Two separate articles mentioned a shrine near Mandi House, Delhi, and a Hindu temple under Charminar in Hyderabad. The shrine of Baba Sayyid Nanhe Mian Chishti was very famous for thwarting government attempts of demolition. (See article here: Jinnealogy Everyday life and Islamic theology in post-Partition Delhi by Anand Vivek Taneja) Anwar Sabri, the old caretaker of this mazar, took care of the place since the 1970s. He claims that

there have been no accidents at the Mandi House circle, where seven roads come together. The municipal authorities often gave him trouble, not wanting him or the grave here, and he has spent at least one night in jail. But the baba appeared in a dream to an engineer with the New Delhi Municipal Corporation, who was planning a “beautification” of the area that would led to the demolition of the grave to make way for a fountain. After the baba appeared to him in a dream, the engineer begged his forgiveness, moved the fountain in his plans to accommodate the grave, and even presented the baba with bags of cement to make the grave pakka, permanent... Many of the devotees, including many actors and staff from the nearby National School of Drama, have been coming here for the past thirty years, Anwar Sabri says. The baba has granted the wishes of many.
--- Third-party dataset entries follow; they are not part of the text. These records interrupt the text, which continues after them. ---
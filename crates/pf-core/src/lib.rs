//! pf-core: stable foundation for pipeflow.
//!
//! Contains:
//! - units (uom SI types + constructors + physical constants)
//! - numeric (Real + tolerances + float helpers + sample grids)
//! - error (shared error types)

pub mod error;
pub mod numeric;
pub mod units;

// Re-exports: nice ergonomics for downstream crates
pub use error::{PfError, PfResult};
pub use numeric::*;
pub use units::*;
//! Git access abstraction layer
//!
//! The workflow only needs the text of the most recent commit, so the
//! abstraction is a single [CommitSource] trait with two implementations:
//!
//! - [repository::Git2Repository]: reads a real repository through `git2`
//! - [mock::MockRepository]: returns canned commits for testing
//!
//! ```rust
//! # use commit_bump::git::{CommitSource, MockRepository};
//! let repo = MockRepository::with_messages(&["fix: handle empty input"]);
//! assert_eq!(repo.latest_commit_text().unwrap(), "fix: handle empty input");
//! ```

pub mod mock;
pub mod repository;

pub use mock::MockRepository;
pub use repository::Git2Repository;

use crate::error::Result;

/// Commit information for analysis
#[derive(Debug, Clone, PartialEq)]
pub struct CommitInfo {
    /// The commit hash (shortened)
    pub hash: String,
    /// The full commit message, subject and body
    pub message: String,
    /// The commit author
    pub author: String,
}

impl CommitInfo {
    /// First line of the message.
    pub fn summary(&self) -> &str {
        self.message.lines().next().unwrap_or_default()
    }
}

/// Source of the commits that make up the latest change.
///
/// The latest change is what `git log --no-merges HEAD^..HEAD` lists: the
/// `HEAD` commit itself, plus for a merge commit anything it brought in that
/// was not already on the first parent, with merge commits left out.
///
/// ## Error Handling
///
/// Implementations report a missing repository, an unborn `HEAD` or a `HEAD`
/// without a parent as [crate::error::BumpError::Vcs].
pub trait CommitSource {
    /// Commits of the latest change, newest first.
    fn latest_commits(&self) -> Result<Vec<CommitInfo>>;

    /// Messages of the latest change joined by newlines.
    ///
    /// This is the text handed to [crate::conventional::classify].
    fn latest_commit_text(&self) -> Result<String> {
        let commits = self.latest_commits()?;
        Ok(commits
            .iter()
            .map(|c| c.message.trim_end())
            .collect::<Vec<_>>()
            .join("\n"))
    }
}
use thiserror::Error;

/// Unified error type for commit-bump operations
#[derive(Error, Debug)]
pub enum BumpError {
    #[error("Manifest error: {0}")]
    Manifest(String),

    #[error("Version control error: {0}")]
    Vcs(String),

    #[error("Git operation failed: {0}")]
    Git(#[from] git2::Error),

    #[error("Version parsing error: {0}")]
    Parse(String),

    #[error("I/O error: {0}")]
    Io(#[from] std::io::Error),
}

/// Convenience type alias for Results in commit-bump
pub type Result<T> = std::result::Result<T, BumpError>;

impl BumpError {
    /// Create a manifest error with context
    pub fn manifest(msg: impl Into<String>) -> Self {
        BumpError::Manifest(msg.into())
    }

    /// Create a version control error with context
    pub fn vcs(msg: impl Into<String>) -> Self {
        BumpError::Vcs(msg.into())
    }

    /// Create a version parsing error with context
    pub fn parse(msg: impl Into<String>) -> Self {
        BumpError::Parse(msg.into())
    }
}
use crate::error::{BumpError, Result};
use crate::git::{CommitInfo, CommitSource};

/// Mock repository for testing without actual git operations
#[derive(Debug, Clone, Default)]
pub struct MockRepository {
    commits: Vec<CommitInfo>,
    failure: Option<String>,
}

impl MockRepository {
    /// Create a new empty mock repository
    pub fn new() -> Self {
        Self::default()
    }

    /// Create a mock whose latest change consists of the given messages
    pub fn with_messages(messages: &[&str]) -> Self {
        let mut repo = Self::new();
        for message in messages {
            repo.add_commit(message);
        }
        repo
    }

    /// Create a mock that fails like a repository without history
    pub fn failing(message: impl Into<String>) -> Self {
        MockRepository {
            commits: Vec::new(),
            failure: Some(message.into()),
        }
    }

    /// Add a commit to the latest change
    pub fn add_commit(&mut self, message: &str) {
        let hash = format!("{:07x}", self.commits.len() + 1);
        self.commits.push(CommitInfo {
            hash,
            message: message.to_string(),
            author: "Test Author".to_string(),
        });
    }
}

impl CommitSource for MockRepository {
    fn latest_commits(&self) -> Result<Vec<CommitInfo>> {
        match &self.failure {
            Some(message) => Err(BumpError::vcs(message.clone())),
            None => Ok(self.commits.clone()),
        }
    }
}
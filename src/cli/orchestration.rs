//! Main workflow orchestration logic
//!
//! The bump workflow is kept apart from argument parsing so it can be driven
//! programmatically with any [CommitSource] and [PipelineHost].

use std::path::PathBuf;

use tracing::{debug, info};

use crate::actions::PipelineHost;
use crate::conventional;
use crate::error::Result;
use crate::git::CommitSource;
use crate::manifest::{Manifest, DEFAULT_MANIFEST};
use crate::version::{BumpLevel, Version};

/// Name of the output that carries the bumped version.
pub const NEW_VERSION_OUTPUT: &str = "new-version";

/// Arguments for the bump workflow
///
/// Mirrors the CLI Args but in a format suitable for orchestration logic.
#[derive(Debug, Clone, PartialEq)]
pub struct BumpWorkflowArgs {
    /// Path to the manifest, relative to the working directory
    pub version_file: PathBuf,

    /// Compute the new version without writing it or publishing outputs
    pub dry_run: bool,
}

impl Default for BumpWorkflowArgs {
    fn default() -> Self {
        BumpWorkflowArgs {
            version_file: PathBuf::from(DEFAULT_MANIFEST),
            dry_run: false,
        }
    }
}

impl BumpWorkflowArgs {
    /// Arguments for the given manifest path, or the default manifest when `None`.
    pub fn for_version_file(version_file: Option<PathBuf>) -> Self {
        BumpWorkflowArgs {
            version_file: version_file.unwrap_or_else(|| PathBuf::from(DEFAULT_MANIFEST)),
            ..Self::default()
        }
    }
}

/// Result of a successful bump workflow
#[derive(Debug, Clone, Copy, PartialEq, Eq)]
pub enum Outcome {
    /// The version was bumped (and written, unless this was a dry run)
    Bumped {
        previous: Version,
        next: Version,
        level: BumpLevel,
    },

    /// The latest commit carried no bump marker
    Unchanged,
}

/// Main bump workflow
///
/// 1. Load the manifest and its current version
/// 2. Read the latest commit text and classify it
/// 3. Stop without side effects if there is nothing to bump
/// 4. Write the bumped version back and publish it as `new-version`
///
/// The manifest write is the only side effect on disk and happens after every
/// check has passed.
pub fn run_bump_workflow<R, H>(args: &BumpWorkflowArgs, repo: &R, host: &mut H) -> Result<Outcome>
where
    R: CommitSource + ?Sized,
    H: PipelineHost + ?Sized,
{
    let mut manifest = Manifest::load(&args.version_file)?;
    let current = manifest.version()?;
    debug!(path = %manifest.path().display(), version = %current, "loaded manifest");

    let commit_text = repo.latest_commit_text()?;
    let level = conventional::classify(&commit_text);
    debug!(%level, "classified latest commit");

    if !level.is_bump() {
        host.info("No version bump detected based on commit messages.");
        return Ok(Outcome::Unchanged);
    }

    let next = current.bump(level)?;
    info!(%current, %next, %level, "computed new version");

    if args.dry_run {
        host.info(&format!(
            "Dry run: {} would be updated to {}",
            manifest.path().display(),
            next
        ));
    } else {
        manifest.set_version(next);
        manifest.save()?;
        host.info(&format!("Version updated to {}", next));
        host.set_output(NEW_VERSION_OUTPUT, &next.to_string())?;
    }

    Ok(Outcome::Bumped {
        previous: current,
        next,
        level,
    })
}
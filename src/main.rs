use std::path::PathBuf;
use std::process::ExitCode;

use anyhow::Result;
use clap::Parser;
use tracing_subscriber::EnvFilter;

use commit_bump::actions::{self, GithubActions, PipelineHost};
use commit_bump::cli::{run_bump_workflow, BumpWorkflowArgs, Outcome};
use commit_bump::git::Git2Repository;
use commit_bump::ui;

#[derive(clap::Parser)]
#[command(
    name = "commit-bump",
    version,
    about = "Bump the manifest version from the latest conventional commit"
)]
struct Args {
    #[arg(
        long,
        value_name = "PATH",
        help = "Manifest holding the version [default: $INPUT_VERSION-FILE or package.json]"
    )]
    version_file: Option<PathBuf>,

    #[arg(
        short,
        long,
        value_name = "PATH",
        default_value = ".",
        help = "Path inside the git repository to inspect"
    )]
    repo: PathBuf,

    #[arg(long, help = "Preview the new version without writing it")]
    dry_run: bool,

    #[arg(short, long, help = "Enable debug logging")]
    verbose: bool,
}

fn main() -> ExitCode {
    let args = Args::parse();
    init_logging(args.verbose);

    let mut host = GithubActions::from_env();

    match run(&args, &mut host) {
        Ok(Outcome::Bumped { previous, next, .. }) => {
            if args.dry_run {
                ui::display_proposed_version(previous, next);
            } else {
                ui::display_success(&format!("Bumped {} to {}", previous, next));
            }
            ExitCode::SUCCESS
        }
        Ok(Outcome::Unchanged) => ExitCode::SUCCESS,
        Err(e) => {
            let message = format!("{:#}", e);
            ui::display_error(&message);
            host.set_failed(&message);
            ExitCode::FAILURE
        }
    }
}

fn run(args: &Args, host: &mut GithubActions) -> Result<Outcome> {
    let version_file = args
        .version_file
        .clone()
        .or_else(|| actions::input("version-file").map(PathBuf::from));

    let workflow_args = BumpWorkflowArgs {
        dry_run: args.dry_run,
        ..BumpWorkflowArgs::for_version_file(version_file)
    };

    let repo = Git2Repository::open(&args.repo)?;
    let outcome = run_bump_workflow(&workflow_args, &repo, host)?;
    Ok(outcome)
}

// Diagnostics go to stderr; stdout carries status lines and workflow commands.
fn init_logging(verbose: bool) {
    let default_filter = if verbose { "commit_bump=debug" } else { "warn" };
    let filter =
        EnvFilter::try_from_default_env().unwrap_or_else(|_| EnvFilter::new(default_filter));

    tracing_subscriber::fmt()
        .with_env_filter(filter)
        .with_writer(std::io::stderr)
        .without_time()
        .with_target(false)
        .init();
}
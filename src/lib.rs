pub mod actions;
pub mod cli;
pub mod conventional;
pub mod error;
pub mod git;
pub mod manifest;
pub mod ui;
pub mod version;

pub use error::{BumpError, Result};
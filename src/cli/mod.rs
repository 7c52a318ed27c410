//! Command-line workflow entry points

pub mod orchestration;

pub use orchestration::{run_bump_workflow, BumpWorkflowArgs, Outcome, NEW_VERSION_OUTPUT};
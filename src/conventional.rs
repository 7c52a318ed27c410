pub use crate::version::BumpLevel;

/// Marker that forces a major bump wherever it appears in the commit text.
pub const BREAKING_CHANGE_MARKER: &str = "BREAKING CHANGE:";
/// Marker for a new feature.
pub const FEATURE_MARKER: &str = "feat:";
/// Marker for a bug fix.
pub const FIX_MARKER: &str = "fix:";

/// Maps commit text to a bump level.
///
/// Markers are matched case-sensitively anywhere in the text and checked in
/// priority order, so a message containing both `feat:` and `fix:` is a
/// minor bump regardless of which marker appears first.
pub fn classify(commit_text: &str) -> BumpLevel {
    if commit_text.contains(BREAKING_CHANGE_MARKER) {
        BumpLevel::Major
    } else if commit_text.contains(FEATURE_MARKER) {
        BumpLevel::Minor
    } else if commit_text.contains(FIX_MARKER) {
        BumpLevel::Patch
    } else {
        BumpLevel::None
    }
}
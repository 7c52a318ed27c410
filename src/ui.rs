use crate::version::Version;

const RED: &str = "\x1b[31m";
const GREEN: &str = "\x1b[32m";
const YELLOW: &str = "\x1b[33m";
const BOLD: &str = "\x1b[1m";
const RESET: &str = "\x1b[0m";

/// Failures go to stderr so they stay visible when stdout is captured.
pub fn display_error(message: &str) {
    eprintln!("{RED}ERROR:{RESET} {message}");
}

pub fn display_success(message: &str) {
    println!("{GREEN}✓{RESET} {message}");
}

pub fn display_status(message: &str) {
    println!("{YELLOW}→{RESET} {message}");
}

pub fn display_proposed_version(current: Version, next: Version) {
    println!("\n{BOLD}Proposed Version Change:{RESET}");
    println!("  From: {RED}{current}{RESET}");
    println!("  To:   {GREEN}{next}{RESET}");
}
#![doc = include_str!(concat!("../", core::env!("CARGO_PKG_README")))]
#![cfg_attr(not(feature = "std"), no_std)]
#![warn(missing_docs)]

pub mod blend;
pub mod cpu_detect;
pub mod pixel;

#[cfg(feature = "bench")]
pub mod bench;

/// C API functions for blend operations (enabled with c-exports feature)
#[cfg(feature = "c-exports")]
pub mod c_api;

// Re-export main functions from the blend module
pub use blend::{
    blend_alpha, blend_alpha_safe, blend_alpha_stencil, blend_alpha_stencil_safe, blend_safe,
    blend_stencil, blend_stencil_safe, BlendValidationError,
};

/// Common test prelude for avoiding duplicate imports in test modules
#[cfg(test)]
pub(crate) mod test_prelude;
 Photo credits: Anand Vivek Taneja

When I was reading about the shrine, I kept on thinking whether or not I had seen it. Finally, I saw the picture on the next page and had the a-ha! moment. It was indeed the one I saw. Suspense was cleared. At that time, Deepak and I bought some snacks to eat before the main theater event. I asked whether or not we should sit on the ledge (where the yellow and black stripes are painted). I didn’t notice the shrine behind us, I just wanted to grab the nearest clean place I could sit. He noticed and said we could not because it was a holy site for Muslims. After reading the amazing story, I wondered if Deepak knew about it.
Picture I took at Mandi House while waiting for the play to start. The circle connects six big roads and one small road; it understandably attracts a lot of traffic and it is said that ever since the shrine was taken care by Mr. Sabri there have been no accidents. 
I also noticed the Hindu temple after visiting Charminar in December, 2015. This architecture is known for its Islamic legacy from the times of the Nawabs. I was a bit surprised to find a Hindu temple near it. Aesthetically, the two did not mesh together. But many visitors of Charminar were Hindu and paid their respects at the site. I thought this was probably an example of secular India, in which people of different religions want their religion represented everywhere. I read about this temple later in Dr. Zehra Fareen Parvez’s thesis: “the makeshift Hindu temple that was illegally constructed at the floor of the Charminar.” She explains that this construction was exchanged for Muslims’ unwritten right to use amplifiers for call of prayers or other announcements in Hyderabad. “Although amplification is banned in the city, there is a mutual understanding between the police and Muslim neighborhoods that the law will not be enforced.” I chuckled at this peculiar but quintessentially Indian arrangement. There are also people who falsely claimed that this temple existed before 1960s and clashes occurred in 2012 over this issue.
Bhagyalakshmi Temple which started as a shrine. Photo taken by Ayush Nadimpalli
To quote an anonymous Quora answer,
The Archeological Survey of India, in a [Right to Information] reply, finally conceded that the controversial Bhagya Laxmi Mandir, adjacent to historical Charminar is a recently constructed ‘unauthorized’ structure. Claims of this temple existing before 1960's is also rubbished by the following picture taken from The Hindu archives of 1957.
 I have much more respect for the Archeological Survey of India after reading about this dispute. The scholar in the article about the Delhi shrine lamented the lack of care for Muslim shrines and restricted access to the ASI files. But given that in India history is everywhere, involving lively debates (and sometimes physical fights), it is indeed a very tough task to treat all of them with due discretion.